▶ [REQUIREMENT]
Your output should contain every record, unchanged.

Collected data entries
* * * *

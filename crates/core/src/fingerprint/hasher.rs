//! Digest computation over in-memory bytes and files.

use sha2::{Digest, Sha224, Sha256, Sha384, Sha512};
use std::path::Path;
use tokio::fs::File;
use tokio::io::{AsyncReadExt, BufReader};

use super::error::FingerprintError;
use super::types::{Algorithm, Fingerprint};

/// Incremental hasher over any supported algorithm.
enum ContentHasher {
    Md5(md5::Context),
    Sha224(Sha224),
    Sha256(Sha256),
    Sha384(Sha384),
    Sha512(Sha512),
    Blake3(Box<blake3::Hasher>),
}

impl ContentHasher {
    fn new(algorithm: Algorithm) -> Self {
        match algorithm {
            Algorithm::Md5 => Self::Md5(md5::Context::new()),
            Algorithm::Sha224 => Self::Sha224(Sha224::new()),
            Algorithm::Sha256 => Self::Sha256(Sha256::new()),
            Algorithm::Sha384 => Self::Sha384(Sha384::new()),
            Algorithm::Sha512 => Self::Sha512(Sha512::new()),
            Algorithm::Blake3 => Self::Blake3(Box::new(blake3::Hasher::new())),
        }
    }

    fn update(&mut self, bytes: &[u8]) {
        match self {
            Self::Md5(ctx) => ctx.consume(bytes),
            Self::Sha224(h) => h.update(bytes),
            Self::Sha256(h) => h.update(bytes),
            Self::Sha384(h) => h.update(bytes),
            Self::Sha512(h) => h.update(bytes),
            Self::Blake3(h) => {
                h.update(bytes);
            }
        }
    }

    fn finalize_hex(self) -> String {
        match self {
            Self::Md5(ctx) => format!("{:x}", ctx.compute()),
            Self::Sha224(h) => format!("{:x}", h.finalize()),
            Self::Sha256(h) => format!("{:x}", h.finalize()),
            Self::Sha384(h) => format!("{:x}", h.finalize()),
            Self::Sha512(h) => format!("{:x}", h.finalize()),
            Self::Blake3(h) => h.finalize().to_hex().to_string(),
        }
    }
}

/// Fingerprints raw bytes.
pub fn fingerprint(bytes: &[u8], algorithm: Algorithm) -> Fingerprint {
    let mut hasher = ContentHasher::new(algorithm);
    hasher.update(bytes);
    Fingerprint::new(algorithm, hasher.finalize_hex())
}

/// Fingerprints a file by streaming its content through the hasher.
pub async fn fingerprint_file(
    path: &Path,
    algorithm: Algorithm,
    buffer_size: usize,
) -> Result<Fingerprint, FingerprintError> {
    let read_error = |source| FingerprintError::Read {
        path: path.to_path_buf(),
        source,
    };

    let file = File::open(path).await.map_err(read_error)?;
    let mut reader = BufReader::with_capacity(buffer_size, file);
    let mut buffer = vec![0u8; buffer_size.max(1)];
    let mut hasher = ContentHasher::new(algorithm);

    loop {
        let bytes_read = reader.read(&mut buffer).await.map_err(read_error)?;
        if bytes_read == 0 {
            break;
        }
        hasher.update(&buffer[..bytes_read]);
    }

    Ok(Fingerprint::new(algorithm, hasher.finalize_hex()))
}

#[cfg(test)]
mod tests {
    use super::*;
    use tempfile::TempDir;

    #[test]
    fn test_known_digests() {
        assert_eq!(
            fingerprint(b"", Algorithm::Md5).as_hex(),
            "d41d8cd98f00b204e9800998ecf8427e"
        );
        assert_eq!(
            fingerprint(b"abc", Algorithm::Sha256).as_hex(),
            "ba7816bf8f01cfea414140de5dae2223b00361a396177a9cb410ff61f20015ad"
        );
    }

    #[test]
    fn test_digest_lengths_match_algorithm() {
        for algorithm in Algorithm::ALL {
            let fp = fingerprint(b"body { color: red }", algorithm);
            assert_eq!(fp.algorithm(), algorithm);
            assert_eq!(fp.as_hex().len(), algorithm.hex_len(), "{algorithm}");
            assert!(fp.as_hex().chars().all(|c| c.is_ascii_hexdigit()));
        }
    }

    #[test]
    fn test_distinct_content_differs() {
        let a = fingerprint(b"var a = 1;", Algorithm::Md5);
        let b = fingerprint(b"var a = 2;", Algorithm::Md5);
        assert_ne!(a, b);
    }

    #[tokio::test]
    async fn test_file_fingerprint_ignores_name_and_location() {
        let temp = TempDir::new().unwrap();
        let first = temp.path().join("app.js");
        let second = temp.path().join("nested/other-name.txt");
        tokio::fs::create_dir_all(second.parent().unwrap())
            .await
            .unwrap();
        tokio::fs::write(&first, "same content").await.unwrap();
        tokio::fs::write(&second, "same content").await.unwrap();

        let a = fingerprint_file(&first, Algorithm::Md5, 4).await.unwrap();
        let b = fingerprint_file(&second, Algorithm::Md5, 4).await.unwrap();
        assert_eq!(a, b);
        assert_eq!(a, fingerprint(b"same content", Algorithm::Md5));
    }

    #[tokio::test]
    async fn test_missing_file_is_read_error() {
        let temp = TempDir::new().unwrap();
        let result = fingerprint_file(&temp.path().join("nope.css"), Algorithm::Md5, 1024).await;
        assert!(matches!(result, Err(FingerprintError::Read { .. })));
    }
}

* * * *

▶ [RESULT OF THE TASK]
filename crates/core/src/fingerprint/hasher.rs
//! Digest computation over in-memory bytes and files.

use sha2::{Digest, Sha224, Sha256, Sha384, Sha512};
use std::path::Path;
use tokio::fs::File;
use tokio::io::{AsyncReadExt, BufReader};

use super::error::FingerprintError;
use super::types::{Algorithm, Fingerprint};

/// Incremental hasher over any supported algorithm.
enum ContentHasher {
    Md5(md5::Context),
    Sha224(Sha224),
    Sha256(Sha256),
    Sha384(Sha384),
    Sha512(Sha512),
    Blake3(Box<blake3::Hasher>),
}

impl ContentHasher {
    fn new(algorithm: Algorithm) -> Self {
        match algorithm {
            Algorithm::Md5 => Self::Md5(md5::Context::new()),
            Algorithm::Sha224 => Self::Sha224(Sha224::new()),
            Algorithm::Sha256 => Self::Sha256(Sha256::new()),
            Algorithm::Sha384 => Self::Sha384(Sha384::new()),
            Algorithm::Sha512 => Self::Sha512(Sha512::new()),
            Algorithm::Blake3 => Self::Blake3(Box::new(blake3::Hasher::new())),
        }
    }

    fn update(&mut self, bytes: &[u8]) {
        match self {
            Self::Md5(ctx) => ctx.consume(bytes),
            Self::Sha224(h) => h.update(bytes),
            Self::Sha256(h) => h.update(bytes),
            Self::Sha384(h) => h.update(bytes),
            Self::Sha512(h) => h.update(bytes),
            Self::Blake3(h) => {
                h.update(bytes);
            }
        }
    }

    fn finalize_hex(self) -> String {
        match self {
            Self::Md5(ctx) => format!("{:x}", ctx.compute()),
            Self::Sha224(h) => format!("{:x}", h.finalize()),
            Self::Sha256(h) => format!("{:x}", h.finalize()),
            Self::Sha384(h) => format!("{:x}", h.finalize()),
            Self::Sha512(h) => format!("{:x}", h.finalize()),
            Self::Blake3(h) => h.finalize().to_hex().to_string(),
        }
    }
}

/// Fingerprints raw bytes.
pub fn fingerprint(bytes: &[u8], algorithm: Algorithm) -> Fingerprint {
    let mut hasher = ContentHasher::new(algorithm);
    hasher.update(bytes);
    Fingerprint::new(algorithm, hasher.finalize_hex())
}

/// Fingerprints a file by streaming its content through the hasher.
pub async fn fingerprint_file(
    path: &Path,
    algorithm: Algorithm,
    buffer_size: usize,
) -> Result<Fingerprint, FingerprintError> {
    let read_error = |source| FingerprintError::Read {
        path: path.to_path_buf(),
        source,
    };

    let file = File::open(path).await.map_err(read_error)?;
    let mut reader = BufReader::with_capacity(buffer_size, file);
    let mut buffer = vec![0u8; buffer_size.max(1)];
    let mut hasher = ContentHasher::new(algorithm);

    loop {
        let bytes_read = reader.read(&mut buffer).await.map_err(read_error)?;
        if bytes_read == 0 {
            break;
        }
        hasher.update(&buffer[..bytes_read]);
    }

    Ok(Fingerprint::new(algorithm, hasher.finalize_hex()))
}

#[cfg(test)]
mod tests {
    use super::*;
    use tempfile::TempDir;

    #[test]
    fn test_known_digests() {
        assert_eq!(
            fingerprint(b"", Algorithm::Md5).as_hex(),
            "d41d8cd98f00b204e9800998ecf8427e"
        );
        assert_eq!(
            fingerprint(b"abc", Algorithm::Sha256).as_hex(),
            "ba7816bf8f01cfea414140de5dae2223b00361a396177a9cb410ff61f20015ad"
        );
    }

    #[test]
    fn test_digest_lengths_match_algorithm() {
        for algorithm in Algorithm::ALL {
            let fp = fingerprint(b"body { color: red }", algorithm);
            assert_eq!(fp.algorithm(), algorithm);
            assert_eq!(fp.as_hex().len(), algorithm.hex_len(), "{algorithm}");
            assert!(fp.as_hex().chars().all(|c| c.is_ascii_hexdigit()));
        }
    }

    #[test]
    fn test_distinct_content_differs() {
        let a = fingerprint(b"var a = 1;", Algorithm::Md5);
        let b = fingerprint(b"var a = 2;", Algorithm::Md5);
        assert_ne!(a, b);
    }

    #[tokio::test]
    async fn test_file_fingerprint_ignores_name_and_location() {
        let temp = TempDir::new().unwrap();
        let first = temp.path().join("app.js");
        let second = temp.path().join("nested/other-name.txt");
        tokio::fs::create_dir_all(second.parent().unwrap())
            .await
            .unwrap();
        tokio::fs::write(&first, "same content").await.unwrap();
        tokio::fs::write(&second, "same content").await.unwrap();

        let a = fingerprint_file(&first, Algorithm::Md5, 4).await.unwrap();
        let b = fingerprint_file(&second, Algorithm::Md5, 4).await.unwrap();
        assert_eq!(a, b);
        assert_eq!(a, fingerprint(b"same content", Algorithm::Md5));
    }

    #[tokio::test]
    async fn test_missing_file_is_read_error() {
        let temp = TempDir::new().unwrap();
        let result = fingerprint_file(&temp.path().join("nope.css"), Algorithm::Md5, 1024).await;
        assert!(matches!(result, Err(FingerprintError::Read { .. })));
    }
}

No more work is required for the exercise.